Es decir, Emanuel, sus argumentos son muy buenos, están muy bien escritos pero no dejan de ser una expresión de deseos y a la hora de la verdad, usted arruga. Usted “dona” a la humanidad unos veinte o treinta días y le ahorra gastos en respiradores, diálisis, antibióticos y sueros. Yo “dono” unos diez añitos y le ahorro 120 pagos de jubilaciones al Estado, le doy a mis hijas lo poco que tengo para que en lugar de tener que venderlo para pagarme el geriátrico se lo fumen en Europa o en el Caribe o conociendo las nuevas siete maravillas del mundo (no da para todas las opciones, elijan chicas) con la intención de que hagan lo mismo ellas para con los suyos. Yo le ahorro a la humanidad mis manchitas de bragueta, mis palomitas y mis peditos navideños.

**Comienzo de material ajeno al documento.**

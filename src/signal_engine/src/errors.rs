use thiserror::Error;

/// Why an indicator has no value.
///
/// Both cases are distinct outcomes; an indicator never reports a numeric
/// placeholder instead.
#[derive(Debug, Clone, Error, PartialEq)]
pub enum IndicatorError {
    #[error("{indicator}: needs {required} values, got {available}")]
    InsufficientHistory {
        indicator: &'static str,
        required: usize,
        available: usize,
    },

    #[error("{indicator}: undefined ({reason})")]
    Undefined {
        indicator: &'static str,
        reason: &'static str,
    },
}

impl IndicatorError {
    pub fn is_insufficient(&self) -> bool {
        matches!(self, IndicatorError::InsufficientHistory { .. })
    }
}

pub type IndicatorValue<T> = Result<T, IndicatorError>;

/// Fails with `InsufficientHistory` when fewer than `required` values are available.
pub(crate) fn require(
    indicator: &'static str,
    available: usize,
    required: usize,
) -> IndicatorValue<()> {
    if available < required {
        return Err(IndicatorError::InsufficientHistory {
            indicator,
            required,
            available,
        });
    }
    Ok(())
}
//! Daily index screener: wires market data, the signal engine, storage and
//! chat alerts into one batch run.

pub mod cli;
pub mod config;
pub mod logging;
pub mod notify;
pub mod report;
pub mod runner;
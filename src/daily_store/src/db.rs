//! Database utilities for connections and schema migrations.
//!
//! - [`connection::connect_sqlite`] opens a connection with WAL journaling,
//!   `foreign_keys=ON` and a 5000ms `busy_timeout`.
//! - [`migrate::run_sqlite`] applies the embedded migrations.
//!
//! Example:
//! ```no_run
//! use daily_store::db::{connection, migrate};
//!
//! let db_path = std::env::temp_dir().join("daily_store_example.db");
//! migrate::run_sqlite(db_path.to_str().unwrap()).expect("migrations");
//! let _conn = connection::connect_sqlite(db_path.to_str().unwrap()).expect("connect");
//! ```

pub mod connection;
pub mod migrate;

/// Accepts `sqlite://path`, `sqlite:path` or a bare file path.
pub fn sqlite_path(database_url: &str) -> &str {
    database_url
        .strip_prefix("sqlite://")
        .or_else(|| database_url.strip_prefix("sqlite:"))
        .unwrap_or(database_url)
}
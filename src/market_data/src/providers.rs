//! Provider abstraction for daily series sources.
//!
//! This module defines the [`SeriesProvider`] trait, the single boundary
//! through which the screening runs obtain price history. Each concrete
//! provider (e.g. the Yahoo chart API) implements it and maps vendor failures
//! onto [`ProviderError`], keeping "unknown instrument" distinguishable from
//! transient failures so callers can decide between skip and retry.
//!
//! The trait is designed for async usage and supports dynamic dispatch
//! (`dyn SeriesProvider`) for runtime selection of providers.
//!
//! # Example
//!
//! ```rust
//! use async_trait::async_trait;
//! use market_data::models::series::Series;
//! use market_data::providers::{ProviderError, SeriesProvider};
//!
//! struct EmptyProvider;
//!
//! #[async_trait]
//! impl SeriesProvider for EmptyProvider {
//!     async fn fetch_series(
//!         &self,
//!         code: &str,
//!         _lookback_days: u32,
//!     ) -> Result<Series, ProviderError> {
//!         Ok(Series::new(code, vec![]).expect("empty series is valid"))
//!     }
//! }
//! ```

pub mod yahoo_chart;

use async_trait::async_trait;
use snafu::{Backtrace, Snafu};

use crate::models::series::{Series, SeriesError};

/// Trait for fetching the daily history of one instrument.
#[async_trait]
pub trait SeriesProvider: Send + Sync {
    /// Fetches daily bars covering the last `lookback_days` calendar days.
    ///
    /// # Arguments
    ///
    /// * `code` - Provider symbol of the instrument (e.g. "005930.KS", "TQQQ").
    /// * `lookback_days` - Calendar days of history to request.
    ///
    /// # Returns
    ///
    /// * `Ok(Series)` - Bars in ascending date order.
    /// * `Err(ProviderError::UnknownInstrument)` - The provider does not know the symbol.
    /// * `Err(_)` - Any other failure; see [`ProviderError::is_retryable`].
    async fn fetch_series(&self, code: &str, lookback_days: u32) -> Result<Series, ProviderError>;
}

/// Errors that can occur during the creation of a provider instance
#[derive(Debug, Snafu)]
#[snafu(visibility(pub))]
pub enum ProviderInitError {
    /// failed to init reqwest client
    #[snafu(display("Failed to build HTTP client: {source}"))]
    ClientBuild {
        source: reqwest::Error,
        backtrace: Backtrace,
    },

    /// The configured request rate is zero.
    #[snafu(display("Requests per second must be greater than zero"))]
    InvalidRate { backtrace: Backtrace },
}

/// Errors that can occur within a `SeriesProvider` implementation.
#[derive(Debug, Snafu)]
#[snafu(visibility(pub))]
pub enum ProviderError {
    /// The provider has no data for this symbol. Permanent; never retried.
    #[snafu(display("Unknown instrument: {code}"))]
    UnknownInstrument { code: String, backtrace: Backtrace },

    /// An error during an API request (e.g., network failure, timeout).
    #[snafu(display("API request failed: {source}"))]
    Reqwest {
        source: reqwest::Error,
        backtrace: Backtrace,
    },

    /// The provider's API answered with a non-success status.
    #[snafu(display("API error ({status}): {message}"))]
    Api {
        status: u16,
        message: String,
        backtrace: Backtrace,
    },

    /// A transient failure that did not come from the HTTP client (e.g. a timeout
    /// imposed by the caller).
    #[snafu(display("Transient fetch error: {message}"))]
    Transient {
        message: String,
        backtrace: Backtrace,
    },

    /// The response body could not be interpreted.
    #[snafu(display("Failed to decode provider response: {message}"))]
    Decode {
        message: String,
        backtrace: Backtrace,
    },

    /// The bars returned do not form a valid series.
    #[snafu(display("Provider returned an invalid series: {source}"))]
    InvalidSeries {
        source: SeriesError,
        backtrace: Backtrace,
    },

    /// An error during provider configuration or initialization.
    #[snafu(display("Provider initialization error: {source}"))]
    Init {
        #[snafu(backtrace)]
        source: ProviderInitError,
    },
}

impl ProviderError {
    /// Whether a retry has a chance of succeeding.
    ///
    /// Unknown instruments and malformed data are permanent; network errors,
    /// rate limiting (429) and server errors (5xx) are transient.
    pub fn is_retryable(&self) -> bool {
        match self {
            ProviderError::Reqwest { .. } | ProviderError::Transient { .. } => true,
            ProviderError::Api { status, .. } => *status == 429 || *status >= 500,
            ProviderError::UnknownInstrument { .. }
            | ProviderError::Decode { .. }
            | ProviderError::InvalidSeries { .. }
            | ProviderError::Init { .. } => false,
        }
    }

    pub fn is_unknown_instrument(&self) -> bool {
        matches!(self, ProviderError::UnknownInstrument { .. })
    }
}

La diferencia entre Emanuel y yo es que Emanuel apunta a resignar sus últimos días mientras que yo apunto a resignar mis últimos años. Emanuel apunta a cortar por lo recientemente enfermo, yo a cortar por lo sano, bien sano si es posible. Emanuel toma sus decisiones, a partir del derrame cerebral; ahí ordena solo cuidados paliativos y le quita el cuerpo a la tecnología.

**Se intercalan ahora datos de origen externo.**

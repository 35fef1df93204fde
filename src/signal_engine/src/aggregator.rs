//! Merges candidate lists from both strategies and both universes.

use std::cmp::Ordering;
use std::collections::HashMap;

use market_data::models::instrument::Universe;

use crate::candidate::{Candidate, CandidateCategory};

/// Merges candidate lists into one ranked list.
///
/// Order: category priority (wave phase, MA crossover, volume surge,
/// up-trend), then score descending, then code ascending. An instrument
/// appears at most once per category; the highest-scoring entry is kept.
pub fn aggregate<I>(lists: I) -> Vec<Candidate>
where
    I: IntoIterator<Item = Vec<Candidate>>,
{
    let mut best: HashMap<(CandidateCategory, Universe, String), Candidate> = HashMap::new();
    for candidate in lists.into_iter().flatten() {
        let key = (
            candidate.category,
            candidate.instrument.universe,
            candidate.instrument.code.clone(),
        );
        match best.get(&key) {
            Some(existing) if existing.score >= candidate.score => {}
            _ => {
                best.insert(key, candidate);
            }
        }
    }

    let mut out: Vec<Candidate> = best.into_values().collect();
    out.sort_by(compare);
    out
}

fn compare(a: &Candidate, b: &Candidate) -> Ordering {
    a.category
        .cmp(&b.category)
        .then_with(|| b.score.total_cmp(&a.score))
        .then_with(|| a.instrument.code.cmp(&b.instrument.code))
        .then_with(|| a.instrument.universe.cmp(&b.instrument.universe))
}
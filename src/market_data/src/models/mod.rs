pub mod bar;
pub mod instrument;
pub mod series;
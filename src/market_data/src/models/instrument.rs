//! Instruments and the two index universes they belong to.

use std::fmt;

use serde::{Deserialize, Serialize};

/// One of the two index universes screened each day.
#[derive(Debug, Clone, Copy, PartialEq, Eq, Hash, PartialOrd, Ord, Serialize, Deserialize)]
#[serde(rename_all = "snake_case")]
pub enum Universe {
    /// Primary index (KOSPI).
    Primary,
    /// Secondary index (KOSDAQ).
    Secondary,
}

impl Universe {
    pub const ALL: [Universe; 2] = [Universe::Primary, Universe::Secondary];

    /// Default display label used when the catalog does not provide one.
    pub fn default_label(self) -> &'static str {
        match self {
            Universe::Primary => "KOSPI",
            Universe::Secondary => "KOSDAQ",
        }
    }

    /// Stable lowercase code, used as the database value.
    pub fn code(self) -> &'static str {
        match self {
            Universe::Primary => "primary",
            Universe::Secondary => "secondary",
        }
    }

    pub fn from_code(code: &str) -> Option<Self> {
        match code {
            "primary" => Some(Universe::Primary),
            "secondary" => Some(Universe::Secondary),
            _ => None,
        }
    }
}

impl fmt::Display for Universe {
    fn fmt(&self, f: &mut fmt::Formatter<'_>) -> fmt::Result {
        f.write_str(self.default_label())
    }
}

/// A listed instrument inside a universe.
#[derive(Debug, Clone, PartialEq, Serialize, Deserialize)]
pub struct Instrument {
    /// Exchange code (e.g. "005930"). Unique within a universe.
    pub code: String,
    /// Human-readable name.
    pub name: String,
    pub universe: Universe,
    /// Market capitalisation in the listing currency, when known.
    pub market_cap: Option<f64>,
    /// Symbol the data provider expects (code plus exchange suffix).
    pub remote_symbol: String,
}

impl Instrument {
    pub fn new(code: impl Into<String>, name: impl Into<String>, universe: Universe) -> Self {
        let code = code.into();
        Self {
            remote_symbol: code.clone(),
            code,
            name: name.into(),
            universe,
            market_cap: None,
        }
    }

    pub fn with_market_cap(mut self, market_cap: f64) -> Self {
        self.market_cap = Some(market_cap);
        self
    }

    pub fn with_remote_symbol(mut self, remote_symbol: impl Into<String>) -> Self {
        self.remote_symbol = remote_symbol.into();
        self
    }
}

Pero el calvario que yo quiero esquivar no empieza con el derrame cerebral, ni con la metástasis, ni con el cáncer incurable. El calvario al que yo me refiero no empieza de un día para el otro. Empieza despacito, sin que nadie se dé cuenta al principio y varios años antes de que pasemos al otro mundo. 

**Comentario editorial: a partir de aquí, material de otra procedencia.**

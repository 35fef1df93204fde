use crate::errors::{IndicatorValue, require};
use crate::indicators::moving_average::sma;

/// On-Balance Volume series: volume is added on up-closes and subtracted on
/// down-closes, starting from zero.
pub fn obv(closes: &[f64], volumes: &[f64]) -> Vec<f64> {
    let len = closes.len().min(volumes.len());
    let mut out = Vec::with_capacity(len);
    let mut acc = 0.0;
    for i in 0..len {
        if i > 0 {
            if closes[i] > closes[i - 1] {
                acc += volumes[i];
            } else if closes[i] < closes[i - 1] {
                acc -= volumes[i];
            }
        }
        out.push(acc);
    }
    out
}

/// Whether the last OBV value is above its `n`-period moving average.
pub fn obv_rising(closes: &[f64], volumes: &[f64], n: usize) -> IndicatorValue<bool> {
    let series = obv(closes, volumes);
    require("obv", series.len(), n.max(1))?;
    let avg = sma(&series, n)?;
    Ok(series[series.len() - 1] > avg)
}

#[cfg(test)]
mod tests {
    use super::*;

    #[test]
    fn obv_accumulates_by_direction() {
        let closes = [10.0, 11.0, 10.5, 10.5, 12.0];
        let volumes = [100.0, 200.0, 50.0, 70.0, 30.0];
        assert_eq!(obv(&closes, &volumes), vec![0.0, 200.0, 150.0, 150.0, 180.0]);
    }

    #[test]
    fn rising_after_accumulation() {
        let closes: Vec<f64> = (0..12).map(f64::from).collect();
        let volumes = vec![10.0; 12];
        assert!(obv_rising(&closes, &volumes, 10).unwrap());

        let falling: Vec<f64> = closes.iter().rev().copied().collect();
        assert!(!obv_rising(&falling, &volumes, 10).unwrap());
    }
}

Años suficientes como para gastarnos lo que tenemos y lo que no tenemos incluidos la paciencia, y el amor de nuestros parientes.

¿Por qué (me pregunto) la gente se ata tanto a la vida haciendo gimnasia, tomando dos litros de agua por día (que no sirven para nada, excepto para los fabricantes de agua mineral), comiendo fibras y yogures para “ir de cuerpo natural”, cuando ya el promedio de vida roza los ochenta (el promedio digo eh) y la jubilación inventada a los 65 es insostenible y varios de esos años son bastante poco decorosos?

Imagino mis últimas horas con un suerito en una vena del pie (me resultará más fácil colocarme la venopuntura) con fenobarbital, potasio y pancuronio, la canción The end del grupo The Doors y un porrito o una barra de chocolate ecuatoriano.